不正に送金するなどの金融機関系マルウェアは、GmailやHotmail、Amazonなど世界的に著名なサイトのほか、日本の銀行も対象としており、これらのサイトのIDとパスワードを組み合わせたログイン情報を盗み出すものものあり、メールソフトやブラウザ、FTPなど100個以上のアプリケーションのパスワードを盗むものも確認されている。
特定の銀行を狙う犯罪組織は、その攻撃傾向から大手を狙う組織や地方銀行を狙う組織など3種類があると指摘されている。不正送金は個人だけでなく法人も標的になりつつあり、送金状況によっては黒字倒産の可能性もあると三宅氏は指摘する。基本的には脆弱性対策をしっかり実施し、画面の改ざんに気付ければ、多くの被害は防げるとした。
セキュアブレイン 取締役兼CTO 星澤裕二氏
セキュアブレインの取締役兼CTOである星澤裕二氏は、不正送金の手口が従来のフィッシングからマルウェアに移行しており、現在ではマルウェアが92.3%を占めるまでになっていると説明した。不正送金の手法には、銀行のコンテンツを改ざんしてIDやパスワード、第2暗証番号、合い言葉などを入力させ認証情報を入手する手法と、ユーザーの送金処理に割り込んで送金先や金額を変更してしまう手法が多く確認されており、いずれもMITB攻撃によるものであるとした。
星澤氏は、会見の中でマルウェアが改ざんする場面を見せた。
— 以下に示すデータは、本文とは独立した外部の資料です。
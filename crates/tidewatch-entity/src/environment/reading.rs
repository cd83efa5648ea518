//! Versioned, schema-validated environmental readings.
//!
//! Upstream weather and marine feeds arrive in many shapes. They are
//! normalized into [`ReadingPayload`] before anything in the core looks at
//! them, and [`EnvironmentalReading::validate`] rejects unknown schema
//! versions and physically impossible values.

use chrono::{DateTime, Utc};
use serde::{Deserialize, Serialize};

use tidewatch_core::types::{GeoPoint, ReadingId};
use tidewatch_core::{AppError, AppResult};

/// Schema version understood by this build.
pub const CURRENT_SCHEMA_VERSION: u16 = 1;

/// Atmospheric observation.
#[derive(Debug, Clone, PartialEq, Serialize, Deserialize)]
pub struct WeatherObservation {
    /// Sustained wind speed, km/h.
    pub wind_speed_kmh: f64,
    /// Sea-level pressure, hPa.
    pub pressure_hpa: f64,
    /// Air temperature, °C.
    pub temperature_c: Option<f64>,
    /// Relative humidity, percent.
    pub humidity_pct: Option<f64>,
    /// Horizontal visibility, km.
    pub visibility_km: Option<f64>,
}

/// Sea-state observation.
#[derive(Debug, Clone, PartialEq, Serialize, Deserialize)]
pub struct MarineObservation {
    /// Significant wave height, m.
    pub wave_height_m: f64,
    /// Sea level above datum, m.
    pub sea_level_m: f64,
    /// Water temperature, °C.
    pub water_temperature_c: Option<f64>,
    /// Water quality index, 0 to 100.
    pub water_quality_index: Option<f64>,
}

/// Measurement body, tagged by `kind`.
#[derive(Debug, Clone, PartialEq, Serialize, Deserialize)]
#[serde(tag = "kind", rename_all = "snake_case")]
pub enum ReadingPayload {
    /// Weather station.
    Weather(WeatherObservation),
    /// Buoy or tide gauge.
    Marine(MarineObservation),
    /// Station reporting both.
    Combined {
        /// Atmospheric part.
        weather: WeatherObservation,
        /// Sea-state part.
        marine: MarineObservation,
    },
}

/// A single reading from one station.
#[derive(Debug, Clone, PartialEq, Serialize, Deserialize)]
pub struct EnvironmentalReading {
    /// Unique reading identifier.
    #[serde(default)]
    pub id: ReadingId,
    /// Reporting station.
    pub station_id: String,
    /// Station location.
    pub location: GeoPoint,
    /// Payload schema version.
    pub schema_version: u16,
    /// When the measurement was taken.
    pub recorded_at: DateTime<Utc>,
    /// Measurements.
    pub payload: ReadingPayload,
}

impl EnvironmentalReading {
    /// Atmospheric part, if present.
    pub fn weather(&self) -> Option<&WeatherObservation> {
        match &self.payload {
            ReadingPayload::Weather(w) | ReadingPayload::Combined { weather: w, .. } => Some(w),
            ReadingPayload::Marine(_) => None,
        }
    }

    /// Sea-state part, if present.
    pub fn marine(&self) -> Option<&MarineObservation> {
        match &self.payload {
            ReadingPayload::Marine(m) | ReadingPayload::Combined { marine: m, .. } => Some(m),
            ReadingPayload::Weather(_) => None,
        }
    }

    /// Reject unsupported versions and out-of-range values.
    pub fn validate(&self) -> AppResult<()> {
        if self.schema_version != CURRENT_SCHEMA_VERSION {
            return Err(AppError::validation(format!(
                "Unsupported reading schema version {}",
                self.schema_version
            )));
        }
        if self.station_id.trim().is_empty() {
            return Err(AppError::validation("Reading has no station id"));
        }
        if let Some(w) = self.weather() {
            check_range("wind_speed_kmh", w.wind_speed_kmh, 0.0, 500.0)?;
            check_range("pressure_hpa", w.pressure_hpa, 800.0, 1100.0)?;
            check_optional("temperature_c", w.temperature_c, -90.0, 60.0)?;
            check_optional("humidity_pct", w.humidity_pct, 0.0, 100.0)?;
            check_optional("visibility_km", w.visibility_km, 0.0, 500.0)?;
        }
        if let Some(m) = self.marine() {
            check_range("wave_height_m", m.wave_height_m, 0.0, 40.0)?;
            check_range("sea_level_m", m.sea_level_m, -10.0, 20.0)?;
            check_optional("water_temperature_c", m.water_temperature_c, -5.0, 45.0)?;
            check_optional("water_quality_index", m.water_quality_index, 0.0, 100.0)?;
        }
        Ok(())
    }
}

fn check_range(field: &str, value: f64, min: f64, max: f64) -> AppResult<()> {
    if !value.is_finite() || value < min || value > max {
        return Err(AppError::validation(format!(
            "{field} = {value} is outside [{min}, {max}]"
        )));
    }
    Ok(())
}

fn check_optional(field: &str, value: Option<f64>, min: f64, max: f64) -> AppResult<()> {
    match value {
        Some(v) => check_range(field, v, min, max),
        None => Ok(()),
    }
}

#[cfg(test)]
mod tests {
    use super::*;

    fn reading(payload: ReadingPayload) -> EnvironmentalReading {
        EnvironmentalReading {
            id: ReadingId::new(),
            station_id: "INCOIS-CHN-01".to_string(),
            location: GeoPoint::new(80.27, 13.08).unwrap(),
            schema_version: CURRENT_SCHEMA_VERSION,
            recorded_at: Utc::now(),
            payload,
        }
    }

    fn weather(wind: f64, pressure: f64) -> WeatherObservation {
        WeatherObservation {
            wind_speed_kmh: wind,
            pressure_hpa: pressure,
            temperature_c: Some(29.0),
            humidity_pct: Some(80.0),
            visibility_km: None,
        }
    }

    #[test]
    fn test_tagged_payload_deserializes() {
        let json = r#"{
            "station_id": "buoy-7",
            "location": {"longitude": 80.3, "latitude": 13.1},
            "schema_version": 1,
            "recorded_at": "2026-10-19T06:00:00Z",
            "payload": {"kind": "marine", "wave_height_m": 3.5, "sea_level_m": 1.2,
                        "water_temperature_c": null, "water_quality_index": null}
        }"#;
        let parsed: EnvironmentalReading = serde_json::from_str(json).unwrap();
        assert!(parsed.weather().is_none());
        assert_eq!(parsed.marine().unwrap().wave_height_m, 3.5);
        parsed.validate().unwrap();
    }

    #[test]
    fn test_rejects_unknown_version() {
        let mut r = reading(ReadingPayload::Weather(weather(30.0, 1008.0)));
        r.schema_version = 2;
        assert!(r.validate().is_err());
    }

    #[test]
    fn test_rejects_impossible_values() {
        let r = reading(ReadingPayload::Weather(weather(30.0, 500.0)));
        assert!(r.validate().is_err());

        let r = reading(ReadingPayload::Weather(weather(f64::NAN, 1000.0)));
        assert!(r.validate().is_err());
    }

    #[test]
    fn test_combined_exposes_both_parts() {
        let r = reading(ReadingPayload::Combined {
            weather: weather(90.0, 985.0),
            marine: MarineObservation {
                wave_height_m: 4.5,
                sea_level_m: 2.5,
                water_temperature_c: None,
                water_quality_index: Some(60.0),
            },
        });
        assert!(r.weather().is_some());
        assert!(r.marine().is_some());
        r.validate().unwrap();
    }
}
ゆうちょ銀行でポップアップ画面の挿入や注意喚起画面のスキップ、正規のツールである「WebTaster」による三井銀行の注意喚起画面の削除、みずほ銀行の注意喚起画面の改ざん、サンプルの銀行への送信データの改ざんを実演して見せ、ツールで簡単に情報を盗み出したり改ざんできたりすることを示した。星澤氏によると、同社のフィッシング対策システム「PhishWall」では2013年1月~2014年3月に約3万9000台が感染を検知しており、その約4割が2週間以上感染を放置しているという。